Und dieser liegt nach wie vor in der Verantwortung des Arbeitgebers. Seine Pflicht ist es, dafür zu sorgen, dass die Vorschriften des Arbeitsschutzgesetzes in seinem Betrieb umgesetzt und eingehalten werden. Das 1996 in Kraft getretene Arbeitsschutzgesetz verpflichtet sowohl Kleinbetriebe als auch Großunternehmen zu mehr Verantwortung am Arbeitsplatz. Das betrifft insbesondere das Tragen von Schutzkleidung. Rechtliche Grundlage ist die Richtlinie 89/656/EWG vom 30. November 1989 für Sicherheit und Gesundheitsschutz bei Benutzung persönlicher Schutzausrüstung durch Arbeitnehmer bei der Arbeit.
Gefährdungsbeurteilung in Unternehmen gesetzlich vorgeschrieben
Vor welchen Gefahren zu schützen ist, weiß nur, wer sie kennt. Deshalb ist eine Gefährdungsbeurteilung in Unternehmen gesetzlich vorgeschrieben. Mit ihrer Hilfe können mögliche Gefahren am Arbeitsplatz erkannt, bewertet und in konkrete Schutzmaßnahmen umgesetzt werden. Bisher war es allerdings in einigen Fällen gar nicht möglich, Mitarbeiter umfassend zu schützen.

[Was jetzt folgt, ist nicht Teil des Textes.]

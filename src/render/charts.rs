//! Inline SVG charts
//!
//! Two charts explain a decision:
//! - a bar chart with one bar per factor (−1 active risk, +1 active strength, 0 otherwise)
//! - a pie chart splitting active factors into risk vs strength
//!
//! Both are drawn with plotters into an in-memory SVG string so the page needs
//! no client-side code. This module only decides colours, labels and layout.

use super::format::percent;
use crate::analysis::flags::{Balance, FactorKind, RiskStrengthFlags};
use crate::error::CreditError;
use plotters::prelude::*;
use plotters::style::text_anchor::{HPos, Pos, VPos};
use plotters_svg::SVGBackend;
use std::error::Error;

/// Fill for risk bars and slices
pub const RISK_COLOR: RGBColor = RGBColor(0xe4, 0x57, 0x56);
/// Fill for strength bars and slices
pub const STRENGTH_COLOR: RGBColor = RGBColor(0x54, 0xa2, 0x4b);

const PLACEHOLDER_COLOR: RGBColor = RGBColor(0xf0, 0xf0, 0xf0);
const MUTED_TEXT: RGBColor = RGBColor(0x77, 0x77, 0x77);

/// Legend names of the two pie slices, risk first
pub const SLICE_LABELS: [&str; 2] = ["Risk Factors", "Strength Factors"];

const BAR_SIZE: (u32, u32) = (720, 320);
const PIE_SIZE: (u32, u32) = (420, 360);
const PIE_RADIUS: f64 = 120.0;
/// First slice starts at 12 o'clock; plotters sweeps clockwise
const PIE_START_DEG: f64 = -90.0;

/// Fill for a factor of the given kind
pub fn factor_color(kind: FactorKind) -> RGBColor {
    match kind {
        FactorKind::Risk => RISK_COLOR,
        FactorKind::Strength => STRENGTH_COLOR,
    }
}

/// Bar chart of factor impacts
///
/// # Errors
///
/// Returns `CreditError::Render` if plotters fails to lay out the chart.
pub fn bar_chart_svg(flags: &RiskStrengthFlags) -> Result<String, CreditError> {
    let mut svg = String::new();
    draw_bars(&mut svg, flags).map_err(|e| CreditError::Render(format!("bar chart: {}", e)))?;
    Ok(svg)
}

fn draw_bars(buf: &mut String, flags: &RiskStrengthFlags) -> Result<(), Box<dyn Error>> {
    let factors: Vec<_> = flags.factors().collect();
    let impacts = flags.impacts();

    let root = SVGBackend::with_string(buf, BAR_SIZE).into_drawing_area();
    root.fill(&WHITE)?;

    // Integer ranges are inclusive in plotters: 0..=7 is eight segments
    let last = impacts.len().saturating_sub(1);
    let mut chart = ChartBuilder::on(&root)
        .margin(10)
        .x_label_area_size(50)
        .y_label_area_size(40)
        .build_cartesian_2d((0..last).into_segmented(), -1.2f64..1.2f64)?;

    let factor_name = |v: &SegmentValue<usize>| match v {
        SegmentValue::CenterOf(i) => impacts
            .get(*i)
            .map(|(name, _)| name.to_string())
            .unwrap_or_default(),
        _ => String::new(),
    };
    let impact_tick = |v: &f64| format!("{:.0}", v);

    chart
        .configure_mesh()
        .disable_x_mesh()
        .x_labels(impacts.len())
        .x_label_formatter(&factor_name)
        .x_label_style(("sans-serif", 11))
        .y_labels(3)
        .y_label_formatter(&impact_tick)
        .y_desc("Impact")
        .light_line_style(WHITE)
        .draw()?;

    chart.draw_series(std::iter::once(PathElement::new(
        vec![(SegmentValue::Exact(0), 0.0), (SegmentValue::Last, 0.0)],
        BLACK.stroke_width(1),
    )))?;

    chart.draw_series(
        factors
            .iter()
            .enumerate()
            .filter(|(_, f)| f.impact() != 0)
            .map(|(i, f)| {
                let mut bar = Rectangle::new(
                    [
                        (SegmentValue::Exact(i), 0.0),
                        (SegmentValue::Exact(i + 1), f64::from(f.impact())),
                    ],
                    factor_color(f.kind).filled(),
                );
                bar.set_margin(0, 0, 14, 14);
                bar
            }),
    )?;

    root.present()?;
    Ok(())
}

/// Angle (radians) through the middle of each slice, in plotters' screen frame
///
/// Mirrors how `Pie` walks its wedges so the percentage texts sit on the same
/// radius as their slice. A zero share yields its boundary angle.
fn slice_midpoints(shares: &[f64], start_deg: f64) -> Vec<f64> {
    let mut offset = start_deg.to_radians();
    shares
        .iter()
        .map(|share| {
            let sweep = share * std::f64::consts::TAU;
            let mid = offset + sweep / 2.0;
            offset += sweep;
            mid
        })
        .collect()
}

/// Pie chart of active risk vs strength factors
///
/// Both slices are always labelled, with their percentage, even when one of
/// them is empty. With no active factor there is nothing to split and a grey
/// placeholder is drawn instead.
///
/// # Errors
///
/// Returns `CreditError::Render` if plotters fails to lay out the chart.
pub fn pie_chart_svg(balance: Option<&Balance>) -> Result<String, CreditError> {
    let mut svg = String::new();
    draw_pie(&mut svg, balance).map_err(|e| CreditError::Render(format!("pie chart: {}", e)))?;
    Ok(svg)
}

fn draw_pie(buf: &mut String, balance: Option<&Balance>) -> Result<(), Box<dyn Error>> {
    let root = SVGBackend::with_string(buf, PIE_SIZE).into_drawing_area();
    root.fill(&WHITE)?;

    let center = (PIE_SIZE.0 as i32 / 2, PIE_SIZE.1 as i32 / 2);
    let centered = |size: u32, color: &'static RGBColor| {
        ("sans-serif", size)
            .into_font()
            .color(color)
            .pos(Pos::new(HPos::Center, VPos::Center))
    };

    let Some(balance) = balance else {
        root.draw(&Circle::new(
            center,
            PIE_RADIUS as i32,
            PLACEHOLDER_COLOR.filled(),
        ))?;
        root.draw(&Text::new(
            "No risk or strength factors",
            center,
            centered(14, &MUTED_TEXT),
        ))?;
        root.present()?;
        return Ok(());
    };

    let sizes = [balance.risk_count as f64, balance.strength_count as f64];
    let shares = [balance.risk_share, balance.strength_share];
    let colors = [RISK_COLOR, STRENGTH_COLOR];

    let mut pie = Pie::new(&center, &PIE_RADIUS, &sizes, &colors, &SLICE_LABELS);
    pie.start_angle(PIE_START_DEG);
    pie.label_style(("sans-serif", 14).into_font().color(&BLACK));
    pie.label_offset(10.0);
    root.draw(&pie)?;

    // Own percentage texts: whole percents, and a zero share still gets "0%"
    let text_radius = PIE_RADIUS * 0.6;
    for (share, theta) in shares.iter().zip(slice_midpoints(&shares, PIE_START_DEG)) {
        let at = (
            center.0 + (text_radius * theta.cos()).round() as i32,
            center.1 + (text_radius * theta.sin()).round() as i32,
        );
        root.draw(&Text::new(percent(*share, 0), at, centered(15, &WHITE)))?;
    }

    root.present()?;
    Ok(())
}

Eine Schutzkleidung, die die für deren Arbeitsplatz geforderten Funktionen besaß, war weder am Markt erhältlich, noch konnte sie konzipiert werden. Es fehlten die technischen Voraussetzungen. Aufgrund neuer Möglichkeiten in der Faserkombination sind inzwischen aber Gewebe entwickelt oder vorstellbar, die einen entsprechend speziellen Schutz bieten.